Computation of the estimator of the ELBO in Variational Auto-encoder

174 Views Asked by At

I am reading the paper below by Kingma et.al.

https://arxiv.org/pdf/1906.02691.pdf

Section 2.4.4 which is titled as "Computation of $\log q_{\phi}(z|x)$":

In Eqn. (2.33) the authors explain a relation between the densities of $\epsilon$ and $z$ as follows:

\begin{equation} \log q_{\phi}(z|x) = \log p(\epsilon) − \log d_{\phi}(x, \epsilon) \end{equation}

How is the second term of the RHS derived?

Let me explain my question with more details.

Applying Bayes rule and joint probability definition on $\log q_{\phi}(z|x)$ implies

$\log \frac{q_{\phi}(z, x)}{q_{\phi}(x)} = \log \frac{q_{\phi}(x|z) q_{\phi}(z)}{q_{\phi}(x)}$

applying log yields

$\log q_{\phi}(z|x) = \log q_{\phi}(x|z) + \log q_{\phi}(z) - \log q_{\phi}(x)$

Replacing $\log q_{\phi}(z)$ with $\log p(\epsilon)$ (because of reparametriztion) and rearranging leads to

$\log q_{\phi}(z|x) = \log p(\epsilon) + \log q_{\phi}(x|z) - \log q_{\phi}(x)$

However, Eqn. 2.33 in the paper is:

$\log q_{\phi}(z|x) = \log p(\epsilon) - \log d_{\phi}(x, \epsilon)$.

I know this is a variable change but I have two questions:

1) Am I right with what I explained above?

2) I can't understand the sentence which is mentioned after it. That is, "where the second term is the log of the absolute value of the determinant of the Jacobian matrix $(∂z/∂\epsilon)$"

1

There are 1 best solutions below

0
On

I was also confused about this, but as I read through the tutorial link which I put there in the comment, I think I have understood it. I want to share my notes here.

Your derivation is right, but it has no way leading to the desired form.

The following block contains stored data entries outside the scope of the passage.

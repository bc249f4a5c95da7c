use std::sync::Arc;
use std::time::Duration;

use async_trait::async_trait;
use delegation_proxy_auth::{CredentialError, ProofError, ProofSigner, TokenSource};
use reqwest::header::{AUTHORIZATION, CONTENT_TYPE, LOCATION};
use reqwest::StatusCode;

#[derive(Debug, thiserror::Error)]
pub enum SinkError {
    #[error("no outbound token: {0}")]
    Token(#[from] CredentialError),
    #[error("failed to sign proof: {0}")]
    Proof(#[from] ProofError),
    #[error("log request failed: {0}")]
    Request(#[from] reqwest::Error),
    #[error("log container returned status {0}")]
    Status(StatusCode),
}

/// Destination for serialized provenance records.
#[async_trait]
pub trait ProvenanceSink: Send + Sync {
    async fn submit(&self, rid: &str, document: String) -> Result<(), SinkError>;
}

/// Creates one log resource per record in the delegator's logging
/// container, authenticated as the delegator.
pub struct ContainerSink {
    container: String,
    delegator: String,
    tokens: Arc<dyn TokenSource>,
    signer: Arc<ProofSigner>,
    http_client: reqwest::Client,
}

impl ContainerSink {
    #[must_use]
    pub fn new(
        container: impl Into<String>,
        delegator: impl Into<String>,
        tokens: Arc<dyn TokenSource>,
        signer: Arc<ProofSigner>,
    ) -> Self {
        let http_client = reqwest::Client::builder()
            .timeout(Duration::from_secs(30))
            .build()
            .unwrap_or_else(|_| reqwest::Client::new());
        Self {
            container: container.into(),
            delegator: delegator.into(),
            tokens,
            signer,
            http_client,
        }
    }

    #[must_use]
    pub fn container(&self) -> &str {
        &self.container
    }
}

#[async_trait]
impl ProvenanceSink for ContainerSink {
    async fn submit(&self, rid: &str, document: String) -> Result<(), SinkError> {
        let token = self.tokens.token(&self.delegator).await?;
        let proof = self
            .signer
            .sign_proof("POST", &self.container, Some(&token.value))?;
        let response = self
            .http_client
            .post(&self.container)
            .header("DPoP", proof)
            .header(AUTHORIZATION, format!("DPoP {}", token.value))
            .header(CONTENT_TYPE, "text/turtle")
            .body(document)
            .send()
            .await?;

        if response.status() != StatusCode::CREATED {
            return Err(SinkError::Status(response.status()));
        }
        let location = response
            .headers()
            .get(LOCATION)
            .and_then(|value| value.to_str().ok())
            .unwrap_or_default();
        tracing::debug!(rid, location, "created log entry");
        Ok(())
    }
}

/// Used when the delegator has no logging container.
#[derive(Debug, Default, Clone, Copy)]
pub struct DiscardSink;

#[async_trait]
impl ProvenanceSink for DiscardSink {
    async fn submit(&self, rid: &str, _document: String) -> Result<(), SinkError> {
        tracing::warn!(rid, "no logging container configured, dropping provenance record");
        Ok(())
    }
}
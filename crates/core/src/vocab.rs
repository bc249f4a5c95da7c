//! IRIs used by the proxy when reading profiles and policies and when writing
//! provenance records.

pub const RDF_TYPE: &str = "http://www.w3.org/1999/02/22-rdf-syntax-ns#type";

pub const XSD_DATE_TIME: &str = "http://www.w3.org/2001/XMLSchema#dateTime";
pub const XSD_BOOLEAN: &str = "http://www.w3.org/2001/XMLSchema#boolean";

pub const FOAF_AGENT: &str = "http://xmlns.com/foaf/0.1/Agent";

pub const SOLID_OIDC_ISSUER: &str = "http://www.w3.org/ns/solid/terms#oidcIssuer";
pub const LOGS_LOGGING_CONTAINER: &str = "https://www.example.org/logs#loggingContainer";

pub const PROV_ENTITY: &str = "http://www.w3.org/ns/prov#Entity";
pub const PROV_ACTIVITY: &str = "http://www.w3.org/ns/prov#Activity";
pub const PROV_WAS_GENERATED_BY: &str = "http://www.w3.org/ns/prov#wasGeneratedBy";
pub const PROV_WAS_ATTRIBUTED_TO: &str = "http://www.w3.org/ns/prov#wasAttributedTo";
pub const PROV_GENERATED_AT_TIME: &str = "http://www.w3.org/ns/prov#generatedAtTime";
pub const PROV_STARTED_AT_TIME: &str = "http://www.w3.org/ns/prov#startedAtTime";
pub const PROV_ENDED_AT_TIME: &str = "http://www.w3.org/ns/prov#endedAtTime";
pub const PROV_WAS_ASSOCIATED_WITH: &str = "http://www.w3.org/ns/prov#wasAssociatedWith";
pub const PROV_WAS_STARTED_BY: &str = "http://www.w3.org/ns/prov#wasStartedBy";
pub const PROV_GENERATED: &str = "http://www.w3.org/ns/prov#generated";

pub const HTTP_METHOD: &str = "http://www.w3.org/2011/http#method";
pub const HTTP_REQUEST_URI: &str = "http://www.w3.org/2011/http#requestUri";
pub const HTTP_METHODS_NS: &str = "http://www.w3.org/2011/http-methods#";

pub const RDP_POLICY_EVALUATION: &str = "https://www.example.org/rdpVocab#policyEvaluation";

pub const ORG_HAS_MEMBER: &str = "http://www.w3.org/ns/org#hasMember";
pub const ORG_HELD_BY: &str = "http://www.w3.org/ns/org#heldBy";
pub const ORG_ROLE: &str = "http://www.w3.org/ns/org#role";

pub const FROG_ACCESS: &str = "https://solid.ti.rw.fau.de/public/ns/frog#access";
pub const FROG_HTTP_METHOD: &str = "https://solid.ti.rw.fau.de/public/ns/frog#httpMethod";
pub const FROG_URI: &str = "https://solid.ti.rw.fau.de/public/ns/frog#uri";

/// IRI of an HTTP method in the `http-methods` vocabulary, e.g. `httpm:GET`.
#[must_use]
pub fn http_method_iri(method: &str) -> String {
    format!("{HTTP_METHODS_NS}{method}")
}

The above equation is a result from formula: $$ \tag{1} \newcommand{\d}{\mathrm{d}} p(y) = p(f^{-1}(y)) \cdot \left| \frac{\d f^{-1}(y)}{\d y} \right| $$ more specifically, in its more general form (due to implicit function theorem from Manifolds, relevant post here found by Approach0): $$ \tag{2} p(y) = p(f^{-1}(y)) \cdot \left| \det \frac{\partial f^{-1}(y)}{\partial y} \right| = p(f^{-1}(y)) \cdot \left| \det \frac{\partial y}{\partial f^{-1}(y)} \right|^{-1} $$

To see this, you can think of $q_\phi(z|x)$ as $f(\epsilon; \phi, x)$ where $x, \phi$ are given and the random variable $z$ only depends on $\epsilon$. Then the desired formula $$ \log q_{\phi}(z|x) = \log p(\epsilon) − \log d_{\phi}(x, \epsilon) = \log p(\epsilon) + \log \left| \det \frac{\partial \epsilon}{ \partial z} \right| $$ is essentially applying equation (2) $$ q_{\phi}(z|x) = p(\epsilon) \cdot \left| \det \frac{\partial z}{\partial \epsilon} \right|^{-1} $$ (notice $f^{-1}(z|x) = \epsilon$)

Now, to see why equation (1) holds: $$ F_Y(y) = p(Y \le y) = p(f(x) \le y)=p(x \le f^{-1}(y)) = F_X(f^{-1}(y)) $$

thus $$ F_Y(y)=F_X(f^{-1}(y)) = \left\{ \begin{array}{ll} \int_{-\infty}^{f^{-1}(y)} \; p(x) \; \d x && \text{if f(x) is increasing} \\ &\\ \int_{-\infty}^{-f^{-1}(y)} \; p(x) \; \d x && \text{if f(x) is decreasing}\\ \end{array} \right. $$

According to Fundamental Theorem of Calculus and the chain rule, you get equation (1).